* [WHAT YOU HAVE TO DO]: Would you please transcribe, exactly as written, the lines of the entries below starting at the one that holds "and concurrent joins" and ending at the one that holds "Each resolved slot", both included?

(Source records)
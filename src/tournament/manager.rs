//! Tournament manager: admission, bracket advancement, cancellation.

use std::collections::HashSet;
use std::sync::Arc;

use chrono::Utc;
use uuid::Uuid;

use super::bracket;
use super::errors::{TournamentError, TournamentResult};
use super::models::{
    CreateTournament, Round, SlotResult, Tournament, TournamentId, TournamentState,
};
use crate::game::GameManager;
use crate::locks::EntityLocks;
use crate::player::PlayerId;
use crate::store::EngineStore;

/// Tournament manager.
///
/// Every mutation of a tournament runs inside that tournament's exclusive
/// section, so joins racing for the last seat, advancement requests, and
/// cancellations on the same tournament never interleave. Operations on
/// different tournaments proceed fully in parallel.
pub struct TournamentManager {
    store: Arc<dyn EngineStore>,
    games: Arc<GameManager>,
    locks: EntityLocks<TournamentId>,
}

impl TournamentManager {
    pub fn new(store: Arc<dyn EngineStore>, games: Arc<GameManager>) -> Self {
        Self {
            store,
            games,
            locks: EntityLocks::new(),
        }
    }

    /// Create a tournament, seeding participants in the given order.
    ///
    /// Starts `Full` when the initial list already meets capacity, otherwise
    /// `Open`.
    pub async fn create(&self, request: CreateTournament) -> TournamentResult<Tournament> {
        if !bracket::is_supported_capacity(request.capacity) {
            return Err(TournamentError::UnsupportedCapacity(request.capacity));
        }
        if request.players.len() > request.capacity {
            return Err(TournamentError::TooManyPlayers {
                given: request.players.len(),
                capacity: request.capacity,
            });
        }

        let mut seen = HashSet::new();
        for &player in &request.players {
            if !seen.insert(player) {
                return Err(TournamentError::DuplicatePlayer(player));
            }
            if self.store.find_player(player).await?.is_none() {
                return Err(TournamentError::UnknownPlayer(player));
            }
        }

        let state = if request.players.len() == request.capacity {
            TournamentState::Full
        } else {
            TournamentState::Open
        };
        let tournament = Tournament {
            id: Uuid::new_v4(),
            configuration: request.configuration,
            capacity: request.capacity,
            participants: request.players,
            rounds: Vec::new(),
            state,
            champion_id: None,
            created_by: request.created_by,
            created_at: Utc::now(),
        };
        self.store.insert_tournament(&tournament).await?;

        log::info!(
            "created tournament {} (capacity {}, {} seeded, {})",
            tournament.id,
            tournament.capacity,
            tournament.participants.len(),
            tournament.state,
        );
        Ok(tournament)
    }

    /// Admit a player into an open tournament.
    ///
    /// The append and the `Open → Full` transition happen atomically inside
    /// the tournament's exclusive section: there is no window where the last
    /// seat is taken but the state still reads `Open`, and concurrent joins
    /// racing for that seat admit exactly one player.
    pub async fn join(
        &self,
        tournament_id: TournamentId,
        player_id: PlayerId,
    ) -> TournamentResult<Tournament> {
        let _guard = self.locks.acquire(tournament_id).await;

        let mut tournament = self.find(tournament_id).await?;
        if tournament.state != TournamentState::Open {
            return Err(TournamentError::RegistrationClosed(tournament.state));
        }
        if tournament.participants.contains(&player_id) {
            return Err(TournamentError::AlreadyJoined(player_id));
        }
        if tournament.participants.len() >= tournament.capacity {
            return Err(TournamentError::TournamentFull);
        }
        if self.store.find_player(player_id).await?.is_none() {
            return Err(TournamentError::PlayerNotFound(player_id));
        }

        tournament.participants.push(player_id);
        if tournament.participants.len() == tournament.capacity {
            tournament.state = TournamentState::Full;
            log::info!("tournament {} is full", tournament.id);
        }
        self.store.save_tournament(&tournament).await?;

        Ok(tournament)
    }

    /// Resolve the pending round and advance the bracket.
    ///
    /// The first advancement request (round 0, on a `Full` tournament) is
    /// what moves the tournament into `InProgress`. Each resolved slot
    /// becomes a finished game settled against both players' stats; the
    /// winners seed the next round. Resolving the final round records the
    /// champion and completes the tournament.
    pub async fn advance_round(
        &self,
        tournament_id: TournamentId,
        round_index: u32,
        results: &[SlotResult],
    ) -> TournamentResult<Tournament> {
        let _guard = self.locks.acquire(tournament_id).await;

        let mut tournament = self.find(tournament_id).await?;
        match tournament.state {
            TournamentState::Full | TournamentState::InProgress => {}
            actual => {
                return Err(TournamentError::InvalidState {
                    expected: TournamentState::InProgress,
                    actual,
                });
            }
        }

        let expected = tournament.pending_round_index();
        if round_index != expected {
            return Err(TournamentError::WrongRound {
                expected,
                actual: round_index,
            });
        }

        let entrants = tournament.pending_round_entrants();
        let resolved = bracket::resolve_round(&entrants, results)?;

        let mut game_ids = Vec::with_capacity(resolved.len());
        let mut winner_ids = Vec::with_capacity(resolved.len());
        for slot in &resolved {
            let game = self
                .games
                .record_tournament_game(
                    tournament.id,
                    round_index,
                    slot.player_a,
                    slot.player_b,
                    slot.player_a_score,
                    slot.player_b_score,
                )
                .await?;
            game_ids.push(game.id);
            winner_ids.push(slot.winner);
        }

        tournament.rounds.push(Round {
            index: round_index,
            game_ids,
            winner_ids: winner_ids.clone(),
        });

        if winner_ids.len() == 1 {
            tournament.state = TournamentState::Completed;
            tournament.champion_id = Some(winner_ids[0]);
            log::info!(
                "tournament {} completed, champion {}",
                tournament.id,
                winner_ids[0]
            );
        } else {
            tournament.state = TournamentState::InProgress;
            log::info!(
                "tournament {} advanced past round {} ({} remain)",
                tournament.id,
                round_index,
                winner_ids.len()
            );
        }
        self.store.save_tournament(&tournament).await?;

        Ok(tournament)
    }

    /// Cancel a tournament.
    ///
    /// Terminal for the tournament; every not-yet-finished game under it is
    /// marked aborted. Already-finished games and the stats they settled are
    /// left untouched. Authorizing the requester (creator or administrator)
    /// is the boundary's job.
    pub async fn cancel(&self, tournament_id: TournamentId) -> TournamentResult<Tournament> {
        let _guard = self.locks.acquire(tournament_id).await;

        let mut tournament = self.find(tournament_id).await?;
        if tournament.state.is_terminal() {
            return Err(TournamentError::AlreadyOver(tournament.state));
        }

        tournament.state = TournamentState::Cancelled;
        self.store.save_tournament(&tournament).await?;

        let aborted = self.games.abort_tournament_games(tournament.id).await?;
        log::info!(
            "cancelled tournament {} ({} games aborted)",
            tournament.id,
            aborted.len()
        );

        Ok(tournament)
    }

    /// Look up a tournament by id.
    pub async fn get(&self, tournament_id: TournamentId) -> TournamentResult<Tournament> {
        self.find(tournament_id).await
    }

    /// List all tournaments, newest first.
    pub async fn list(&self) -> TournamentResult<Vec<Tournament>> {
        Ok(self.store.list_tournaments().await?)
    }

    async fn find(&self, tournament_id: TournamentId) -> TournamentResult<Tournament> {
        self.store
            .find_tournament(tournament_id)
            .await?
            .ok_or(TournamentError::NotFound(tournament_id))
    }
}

* [RESULT]:
    /// seat is taken but the state still reads `Open`, and concurrent joins
    /// racing for that seat admit exactly one player.
    pub async fn join(
        &self,
        tournament_id: TournamentId,
        player_id: PlayerId,
    ) -> TournamentResult<Tournament> {
        let _guard = self.locks.acquire(tournament_id).await;

        let mut tournament = self.find(tournament_id).await?;
        if tournament.state != TournamentState::Open {
            return Err(TournamentError::RegistrationClosed(tournament.state));
        }
        if tournament.participants.contains(&player_id) {
            return Err(TournamentError::AlreadyJoined(player_id));
        }
        if tournament.participants.len() >= tournament.capacity {
            return Err(TournamentError::TournamentFull);
        }
        if self.store.find_player(player_id).await?.is_none() {
            return Err(TournamentError::PlayerNotFound(player_id));
        }

        tournament.participants.push(player_id);
        if tournament.participants.len() == tournament.capacity {
            tournament.state = TournamentState::Full;
            log::info!("tournament {} is full", tournament.id);
        }
        self.store.save_tournament(&tournament).await?;

        Ok(tournament)
    }

    /// Resolve the pending round and advance the bracket.
    ///
    /// The first advancement request (round 0, on a `Full` tournament) is
    /// what moves the tournament into `InProgress`. Each resolved slot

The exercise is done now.